For the financial services industry, this impact makes it incumbent for us to engage them today.

But much of what separates this generation also defines the way in which businesses have to behave in order to engage them.

Millennials are a generation whose lives so far have run parallel to a timeline of rapid technological change, from the advent of the home computer and internet to mobile phones.

They are the generation looking down the barrel at upcoming technology too, with the rise of artificial intelligence and other new ways of working, communicating and navigating our globe.

Similarly, the financial landscape has been carved out alongside these movements in technology – from the dotcom bubble of the late 90s to the global financial crisis of 2008 (the aftershocks of which are still felt today).

Here in Australia, a vastly different economic landscape has thrown up some challenges for Millennials who, with the median house price in Sydney reaching a million dollars, could be priced out of much of the market.

With this macroeconomic background, the advice community needs to expect the wants and needs of Millennials will be different to their precursors. 

The technological and financial changes mean Millennials are operating in a vastly uncharted terrain.

They face considerably different challenges than their parents did when it comes to their financial future, which means for the financial services industry, the time to engage them is now. But how?

The key is the digital nature of their environment. Printed media is a thing of the past as Millennials opt to receive their information online.

Face-to-face interaction, from bank tellers to checkout operators at the local grocery store, is being replaced by automation, creating quick and easy ways of transacting.

This is where fintech has an important role to play. Millennials won’t go and wait in a bank queue, nor are they going to go out and seek financial advice.

It needs to be on their terms, at the touch of their fingertips. Nowhere in the landscape is more qualified to do this than Australia’s burgeoning fintech scene which speaks to Millennials in their language.

It’s a trend that is already taking hold, with Telstra’s Millennials, Mobiles & Money: The Forces Reinventing Financial Services report finding 67 per cent of Millennials globally preferred to receive advice on financial products and services via a digital platform.

The single biggest reason for preferring digital advice is a perception of greater independence, followed by an expectation of a faster response. 

This is also something backed up through anecdotal feedback we’ve heard at Acorns.

It means that fintech should be seen as an integral part of an advice solution.
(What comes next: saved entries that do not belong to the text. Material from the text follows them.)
impl Value {
    pub fn string(s: impl Into<Rc<str>>) -> Self {
        Value::String(s.into())
    }

    pub fn array(items: Vec<Value>) -> Self {
        Value::Array(Rc::new(RefCell::new(items)))
    }

    pub fn object(properties: IndexMap<String, Value>) -> Self {
        Value::Object(Rc::new(RefCell::new(Object {
            properties,
            is_error: false,
        })))
    }

    pub fn closure(function: Arc<Function>, env: Environment) -> Self {
        Value::Function(Rc::new(FunctionValue {
            kind: FunctionKind::Closure(Closure { function, env }),
            properties: RefCell::new(IndexMap::new()),
        }))
    }

    pub fn native(name: &'static str, func: NativeFn) -> Self {
        Value::Function(Rc::new(FunctionValue {
            kind: FunctionKind::Native(NativeFunction {
                name,
                func,
                receiver: None,
            }),
            properties: RefCell::new(IndexMap::new()),
        }))
    }

    /// A builtin method bound to `receiver`
    pub fn method(name: &'static str, func: NativeFn, receiver: &Value) -> Self {
        Value::Function(Rc::new(FunctionValue {
            kind: FunctionKind::Native(NativeFunction {
                name,
                func,
                receiver: Some(receiver.clone()),
            }),
            properties: RefCell::new(IndexMap::new()),
        }))
    }

    /// An error object with the given constructor name
    pub fn error(name: &str, message: &str) -> Self {
        let mut properties = IndexMap::new();
        properties.insert("name".to_string(), Value::string(name));
        properties.insert("message".to_string(), Value::string(message));
        Value::Object(Rc::new(RefCell::new(Object {
            properties,
            is_error: true,
        })))
    }

    pub fn from_literal(lit: &Literal) -> Self {
        match lit {
            Literal::Number(n) => Value::Number(*n),
            Literal::String(s) => Value::string(s.as_str()),
            Literal::Boolean(b) => Value::Boolean(*b),
            Literal::Null => Value::Null,
        }
    }

    pub fn type_of(&self) -> &'static str {
        match self {
            Value::Undefined => "undefined",
            Value::Null => "object",
            Value::Boolean(_) => "boolean",
            Value::Number(_) => "number",
            Value::String(_) => "string",
            Value::Function(_) => "function",
            Value::Array(_) | Value::Object(_) | Value::Set(_) | Value::Map(_) => "object",
        }
    }

    pub fn is_nullish(&self) -> bool {
        matches!(self, Value::Undefined | Value::Null)
    }

    /// Check if value is truthy
    pub fn is_truthy(&self) -> bool {
        match self {
            Value::Undefined | Value::Null => false,
            Value::Boolean(b) => *b,
            Value::Number(n) => *n != 0.0 && !n.is_nan(),
            Value::String(s) => !s.is_empty(),
            _ => true,
        }
    }

    pub fn as_number(&self) -> Option<f64> {
        match self {
            Value::Number(n) => Some(*n),
            _ => None,
        }
    }

    pub fn as_str(&self) -> Option<&str> {
        match self {
            Value::String(s) => Some(s),
            _ => None,
        }
    }

    /// Numeric conversion with JavaScript rules
    pub fn to_number(&self) -> f64 {
        match self {
            Value::Undefined => f64::NAN,
            Value::Null => 0.0,
            Value::Boolean(b) => {
                if *b {
                    1.0
                } else {
                    0.0
                }
            }
            Value::Number(n) => *n,
            Value::String(s) => string_to_number(s),
            Value::Array(_) => string_to_number(&self.to_js_string()),
            _ => f64::NAN,
        }
    }

    /// ToInt32 conversion used by bitwise operators
    pub fn to_int32(&self) -> i32 {
        let n = self.to_number();
        if !n.is_finite() {
            return 0;
        }
        let wrapped = n.trunc().rem_euclid(4_294_967_296.0);
        wrapped as u32 as i32
    }

    pub fn to_uint32(&self) -> u32 {
        self.to_int32() as u32
    }

    /// String conversion with JavaScript rules
    pub fn to_js_string(&self) -> String {
        let mut visiting = Vec::new();
        self.js_string_inner(&mut visiting)
    }

    fn js_string_inner(&self, visiting: &mut Vec<*const ()>) -> String {
        match self {
            Value::Undefined => "undefined".to_string(),
            Value::Null => "null".to_string(),
            Value::Boolean(b) => b.to_string(),
            Value::Number(n) => number_to_string(*n),
            Value::String(s) => s.to_string(),
            Value::Array(items) => {
                let ptr = Rc::as_ptr(items) as *const ();
                if visiting.contains(&ptr) {
                    return String::new();
                }
                visiting.push(ptr);
                let parts: Vec<String> = items
                    .borrow()
                    .iter()
                    .map(|item| {
                        if item.is_nullish() {
                            String::new()
                        } else {
                            item.js_string_inner(visiting)
                        }
                    })
                    .collect();
                visiting.pop();
                parts.join(",")
            }
            Value::Object(obj) => {
                let obj = obj.borrow();
                if obj.is_error {
                    let name = obj
                        .properties
                        .get("name")
                        .map(|v| v.to_js_string())
                        .unwrap_or_else(|| "Error".to_string());
                    let message = obj
                        .properties
                        .get("message")
                        .map(|v| v.to_js_string())
                        .unwrap_or_default();
                    if message.is_empty() {
                        name
                    } else {
                        format!("{}: {}", name, message)
                    }
                } else {
                    "[object Object]".to_string()
                }
            }
            Value::Function(f) => format!("function {}() {{ [native code] }}", f.name()),
            Value::Set(_) => "[object Set]".to_string(),
            Value::Map(_) => "[object Map]".to_string(),
        }
    }

    /// Property key conversion
    pub fn to_property_key(&self) -> String {
        self.to_js_string()
    }

    /// `===`
    pub fn strict_equals(&self, other: &Value) -> bool {
        match (self, other) {
            (Value::Undefined, Value::Undefined) | (Value::Null, Value::Null) => true,
            (Value::Boolean(a), Value::Boolean(b)) => a == b,
            (Value::Number(a), Value::Number(b)) => a == b,
            (Value::String(a), Value::String(b)) => a == b,
            _ => self.same_reference(other),
        }
    }

    /// Equality used by `includes`, `Set` and `Map`: like `===` but NaN
    /// equals itself
    pub fn same_value_zero(&self, other: &Value) -> bool {
        match (self, other) {
            (Value::Number(a), Value::Number(b)) if a.is_nan() && b.is_nan() => true,
            _ => self.strict_equals(other),
        }
    }

    /// `==`
    pub fn loose_equals(&self, other: &Value) -> bool {
        match (self, other) {
            (a, b) if a.is_nullish() && b.is_nullish() => true,
            (a, b) if a.is_nullish() || b.is_nullish() => false,
            (Value::Number(_), Value::String(_)) | (Value::String(_), Value::Number(_)) => {
                self.to_number() == other.to_number()
            }
            (Value::Boolean(_), _) => Value::Number(self.to_number()).loose_equals(other),
            (_, Value::Boolean(_)) => self.loose_equals(&Value::Number(other.to_number())),
            (a, b) if a.is_primitive() != b.is_primitive() => {
                let (object, primitive) = if a.is_primitive() { (b, a) } else { (a, b) };
                Value::string(object.to_js_string()).loose_equals(primitive)
            }
            _ => self.strict_equals(other),
        }
    }

    pub fn is_primitive(&self) -> bool {
        matches!(
            self,
            Value::Undefined | Value::Null | Value::Boolean(_) | Value::Number(_) | Value::String(_)
        )
    }

    fn same_reference(&self, other: &Value) -> bool {
        match (self, other) {
            (Value::Array(a), Value::Array(b)) => Rc::ptr_eq(a, b),
            (Value::Object(a), Value::Object(b)) => Rc::ptr_eq(a, b),
            (Value::Function(a), Value::Function(b)) => Rc::ptr_eq(a, b),
            (Value::Set(a), Value::Set(b)) => Rc::ptr_eq(a, b),
            (Value::Map(a), Value::Map(b)) => Rc::ptr_eq(a, b),
            _ => false,
        }
    }

    /// Human-readable rendering used in diagnostics: JSON-like, but keeps
    /// `undefined`, `NaN` and functions visible
    pub fn inspect(&self) -> String {
        let mut out = String::new();
        let mut visiting = Vec::new();
        self.inspect_inner(&mut out, &mut visiting);
        out
    }

    fn inspect_inner(&self, out: &mut String, visiting: &mut Vec<*const ()>) {
        let ptr = match self {
            Value::Array(rc) | Value::Set(rc) => Some(Rc::as_ptr(rc) as *const ()),
            Value::Object(rc) => Some(Rc::as_ptr(rc) as *const ()),
            Value::Map(rc) => Some(Rc::as_ptr(rc) as *const ()),
            _ => None,
        };
        if let Some(ptr) = ptr {
            if visiting.contains(&ptr) {
                out.push_str("[Circular]");
                return;
            }
            visiting.push(ptr);
        }

        match self {
            Value::String(s) => out.push_str(&quote_string(s)),
            Value::Array(items) => {
                out.push('[');
                for (i, item) in items.borrow().iter().enumerate() {
                    if i > 0 {
                        out.push(',');
                    }
                    item.inspect_inner(out, visiting);
                }
                out.push(']');
            }
            Value::Object(obj) => {
                let obj = obj.borrow();
                if obj.is_error {
                    out.push_str(&self.to_js_string());
                } else {
                    out.push('{');
                    for (i, (key, value)) in obj.properties.iter().enumerate() {
                        if i > 0 {
                            out.push(',');
                        }
                        out.push_str(&quote_string(key));
                        out.push(':');
                        value.inspect_inner(out, visiting);
                    }
                    out.push('}');
                }
            }
            Value::Set(items) => {
                let items = items.borrow();
                out.push_str(&format!("Set({}) {{", items.len()));
                for (i, item) in items.iter().enumerate() {
                    if i > 0 {
                        out.push(',');
                    }
                    item.inspect_inner(out, visiting);
                }
                out.push('}');
            }
            Value::Map(entries) => {
                let entries = entries.borrow();
                out.push_str(&format!("Map({}) {{", entries.len()));
                for (i, (key, value)) in entries.iter().enumerate() {
                    if i > 0 {
                        out.push(',');
                    }
                    key.inspect_inner(out, visiting);
                    out.push_str(" => ");
                    value.inspect_inner(out, visiting);
                }
                out.push('}');
            }
            Value::Function(f) => {
                let name = f.name();
                if name.is_empty() {
                    out.push_str("[Function (anonymous)]");
                } else {
                    out.push_str(&format!("[Function: {}]", name));
                }
            }
            scalar => out.push_str(&scalar.to_js_string()),
        }

        if ptr.is_some() {
            visiting.pop();
        }
    }
}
The intention is not for it to replace all face-to-face financial advice, but it is proof it can provide a valuable stepping stone to engagement or another piece of a wider financial advice solution.

In Australia, Acorns customers – the bulk of whom fit squarely into the Millennial age bracket – saved more than $1.6 million in round-ups alone in just one month, which will help them start the journey of building their financial future.

Millennials have the same financial needs as other generations, and given the macroeconomic environment surrounding them, it is arguably more important for them to have their finances in order.

It is incumbent on the advice community to use every means to engage them and fintech should be supported as a necessary part of that toolkit.

Brendan Malone is the chief operating officer of Acorns Australia.